------ Dataset records

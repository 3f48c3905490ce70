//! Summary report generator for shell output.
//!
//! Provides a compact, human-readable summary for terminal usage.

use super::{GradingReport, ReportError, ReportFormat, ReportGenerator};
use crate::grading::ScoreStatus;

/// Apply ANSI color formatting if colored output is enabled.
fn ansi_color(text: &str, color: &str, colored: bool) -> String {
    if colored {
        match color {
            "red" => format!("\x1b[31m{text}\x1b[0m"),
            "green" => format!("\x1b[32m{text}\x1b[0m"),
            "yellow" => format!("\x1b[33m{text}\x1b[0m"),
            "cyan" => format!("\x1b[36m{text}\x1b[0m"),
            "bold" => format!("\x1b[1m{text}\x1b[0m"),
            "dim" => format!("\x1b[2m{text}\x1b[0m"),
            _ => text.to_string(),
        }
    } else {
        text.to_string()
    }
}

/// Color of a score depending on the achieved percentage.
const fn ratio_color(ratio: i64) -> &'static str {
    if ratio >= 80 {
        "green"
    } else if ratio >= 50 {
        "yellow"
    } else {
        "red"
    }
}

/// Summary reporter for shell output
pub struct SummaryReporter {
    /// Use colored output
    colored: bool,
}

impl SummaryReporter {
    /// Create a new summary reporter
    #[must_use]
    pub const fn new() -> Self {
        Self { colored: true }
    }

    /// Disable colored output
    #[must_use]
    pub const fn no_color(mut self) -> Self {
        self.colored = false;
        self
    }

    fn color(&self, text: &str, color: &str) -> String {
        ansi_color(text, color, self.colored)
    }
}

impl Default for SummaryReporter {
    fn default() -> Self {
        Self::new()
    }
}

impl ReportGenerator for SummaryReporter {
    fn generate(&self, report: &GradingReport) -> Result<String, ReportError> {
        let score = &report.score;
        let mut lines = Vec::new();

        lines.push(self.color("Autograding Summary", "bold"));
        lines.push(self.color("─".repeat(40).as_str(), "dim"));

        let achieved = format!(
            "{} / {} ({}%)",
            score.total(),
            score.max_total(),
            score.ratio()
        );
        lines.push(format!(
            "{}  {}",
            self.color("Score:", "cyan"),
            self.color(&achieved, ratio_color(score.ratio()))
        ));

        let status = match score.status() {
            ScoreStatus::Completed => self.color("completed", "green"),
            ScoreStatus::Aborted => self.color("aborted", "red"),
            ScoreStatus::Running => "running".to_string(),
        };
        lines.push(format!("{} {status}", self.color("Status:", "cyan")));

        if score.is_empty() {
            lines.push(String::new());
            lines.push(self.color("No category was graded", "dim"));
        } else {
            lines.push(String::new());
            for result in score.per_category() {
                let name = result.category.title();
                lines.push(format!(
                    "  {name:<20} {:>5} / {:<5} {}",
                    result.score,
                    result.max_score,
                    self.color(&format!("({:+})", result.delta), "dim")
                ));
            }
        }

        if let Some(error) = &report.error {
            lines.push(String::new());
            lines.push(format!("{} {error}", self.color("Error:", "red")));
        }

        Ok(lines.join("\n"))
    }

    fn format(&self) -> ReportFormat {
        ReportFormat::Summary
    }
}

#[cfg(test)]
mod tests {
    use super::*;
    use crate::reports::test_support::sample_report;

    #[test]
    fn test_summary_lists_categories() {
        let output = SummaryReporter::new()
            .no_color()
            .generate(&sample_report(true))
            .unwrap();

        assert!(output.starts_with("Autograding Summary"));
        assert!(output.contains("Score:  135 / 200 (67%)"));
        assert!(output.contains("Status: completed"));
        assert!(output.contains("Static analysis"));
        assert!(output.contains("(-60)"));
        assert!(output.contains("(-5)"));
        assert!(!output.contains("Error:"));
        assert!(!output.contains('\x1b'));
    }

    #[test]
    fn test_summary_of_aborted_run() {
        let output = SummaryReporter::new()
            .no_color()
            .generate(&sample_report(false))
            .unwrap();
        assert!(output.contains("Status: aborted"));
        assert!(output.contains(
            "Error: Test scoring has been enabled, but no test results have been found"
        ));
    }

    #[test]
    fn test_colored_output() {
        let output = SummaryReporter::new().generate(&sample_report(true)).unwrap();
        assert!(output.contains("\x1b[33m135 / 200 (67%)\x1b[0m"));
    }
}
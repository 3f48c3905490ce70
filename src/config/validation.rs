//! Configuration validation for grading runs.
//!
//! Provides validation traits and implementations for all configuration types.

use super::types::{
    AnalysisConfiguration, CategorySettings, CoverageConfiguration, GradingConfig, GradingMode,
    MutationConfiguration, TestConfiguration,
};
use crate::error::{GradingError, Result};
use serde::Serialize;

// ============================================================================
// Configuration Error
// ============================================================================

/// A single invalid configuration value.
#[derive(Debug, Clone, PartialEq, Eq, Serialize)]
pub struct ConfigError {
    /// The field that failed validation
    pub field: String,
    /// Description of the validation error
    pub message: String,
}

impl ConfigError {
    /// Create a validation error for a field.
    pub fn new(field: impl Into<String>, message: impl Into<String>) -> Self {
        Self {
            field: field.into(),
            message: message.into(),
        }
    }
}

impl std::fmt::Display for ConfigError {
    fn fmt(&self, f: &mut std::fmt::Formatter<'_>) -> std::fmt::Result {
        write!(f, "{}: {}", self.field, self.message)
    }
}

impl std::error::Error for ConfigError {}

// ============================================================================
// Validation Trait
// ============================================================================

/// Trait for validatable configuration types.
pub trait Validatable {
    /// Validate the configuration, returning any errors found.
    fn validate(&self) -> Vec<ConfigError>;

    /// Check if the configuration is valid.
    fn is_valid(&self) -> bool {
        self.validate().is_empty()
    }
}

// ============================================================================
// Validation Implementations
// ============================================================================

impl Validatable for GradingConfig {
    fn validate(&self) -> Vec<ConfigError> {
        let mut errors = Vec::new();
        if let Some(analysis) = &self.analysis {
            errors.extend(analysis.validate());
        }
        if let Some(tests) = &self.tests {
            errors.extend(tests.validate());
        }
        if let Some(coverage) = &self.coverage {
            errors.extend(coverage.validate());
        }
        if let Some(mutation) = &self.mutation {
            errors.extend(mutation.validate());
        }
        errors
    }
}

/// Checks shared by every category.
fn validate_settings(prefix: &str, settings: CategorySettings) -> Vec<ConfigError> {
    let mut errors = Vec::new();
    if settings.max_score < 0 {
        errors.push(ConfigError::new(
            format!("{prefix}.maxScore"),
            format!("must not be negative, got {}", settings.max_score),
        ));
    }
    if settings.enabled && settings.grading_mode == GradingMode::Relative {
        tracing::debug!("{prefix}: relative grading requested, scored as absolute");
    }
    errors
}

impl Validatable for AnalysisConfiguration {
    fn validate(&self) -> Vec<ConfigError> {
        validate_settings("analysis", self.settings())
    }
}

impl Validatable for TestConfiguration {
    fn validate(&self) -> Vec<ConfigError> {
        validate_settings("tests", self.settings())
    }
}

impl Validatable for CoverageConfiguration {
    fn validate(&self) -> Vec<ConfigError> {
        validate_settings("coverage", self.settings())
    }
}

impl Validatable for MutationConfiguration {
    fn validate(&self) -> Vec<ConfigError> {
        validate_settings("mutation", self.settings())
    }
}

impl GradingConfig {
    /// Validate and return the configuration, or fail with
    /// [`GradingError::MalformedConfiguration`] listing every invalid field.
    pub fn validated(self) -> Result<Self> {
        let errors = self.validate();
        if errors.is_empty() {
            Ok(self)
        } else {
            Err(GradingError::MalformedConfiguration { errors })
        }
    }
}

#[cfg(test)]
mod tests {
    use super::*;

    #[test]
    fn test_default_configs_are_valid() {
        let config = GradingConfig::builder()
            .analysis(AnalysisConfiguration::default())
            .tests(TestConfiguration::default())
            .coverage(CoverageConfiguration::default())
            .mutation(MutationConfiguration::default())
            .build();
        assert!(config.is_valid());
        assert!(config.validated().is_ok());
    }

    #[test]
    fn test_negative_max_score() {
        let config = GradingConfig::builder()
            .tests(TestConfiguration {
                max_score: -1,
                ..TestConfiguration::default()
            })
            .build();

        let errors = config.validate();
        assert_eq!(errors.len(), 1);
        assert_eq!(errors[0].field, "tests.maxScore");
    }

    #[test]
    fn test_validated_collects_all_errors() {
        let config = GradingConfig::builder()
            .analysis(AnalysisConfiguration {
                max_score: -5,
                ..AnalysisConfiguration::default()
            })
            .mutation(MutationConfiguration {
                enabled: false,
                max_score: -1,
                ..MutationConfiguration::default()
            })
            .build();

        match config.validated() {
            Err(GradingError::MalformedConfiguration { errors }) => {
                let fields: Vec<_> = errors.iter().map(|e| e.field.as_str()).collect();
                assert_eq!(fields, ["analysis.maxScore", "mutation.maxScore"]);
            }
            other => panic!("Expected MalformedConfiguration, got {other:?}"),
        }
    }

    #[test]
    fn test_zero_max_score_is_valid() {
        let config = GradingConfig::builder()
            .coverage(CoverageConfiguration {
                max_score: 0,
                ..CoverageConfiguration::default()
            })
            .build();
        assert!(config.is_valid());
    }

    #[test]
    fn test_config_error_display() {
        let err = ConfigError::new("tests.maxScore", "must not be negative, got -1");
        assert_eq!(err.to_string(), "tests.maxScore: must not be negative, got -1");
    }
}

------------

» **Required action**
Restate verbatim the first line above and all lines after it through the line containing "reporter for shell output"; omit the rest.

» **Solution to this task**
repository 3f48c3905490ce70
//! Summary report generator for shell output.
//!
//! Provides a compact, human-readable summary for terminal usage.

use super::{GradingReport, ReportError, ReportFormat, ReportGenerator};
use crate::grading::ScoreStatus;

/// Apply ANSI color formatting if colored output is enabled.
fn ansi_color(text: &str, color: &str, colored: bool) -> String {
    if colored {
        match color {
            "red" => format!("\x1b[31m{text}\x1b[0m"),
            "green" => format!("\x1b[32m{text}\x1b[0m"),
            "yellow" => format!("\x1b[33m{text}\x1b[0m"),
            "cyan" => format!("\x1b[36m{text}\x1b[0m"),
            "bold" => format!("\x1b[1m{text}\x1b[0m"),
            "dim" => format!("\x1b[2m{text}\x1b[0m"),
            _ => text.to_string(),
        }
    } else {
        text.to_string()
    }
}

/// Color of a score depending on the achieved percentage.
const fn ratio_color(ratio: i64) -> &'static str {
    if ratio >= 80 {
        "green"
    } else if ratio >= 50 {
        "yellow"
    } else {
        "red"
    }
}

/// Summary reporter for shell output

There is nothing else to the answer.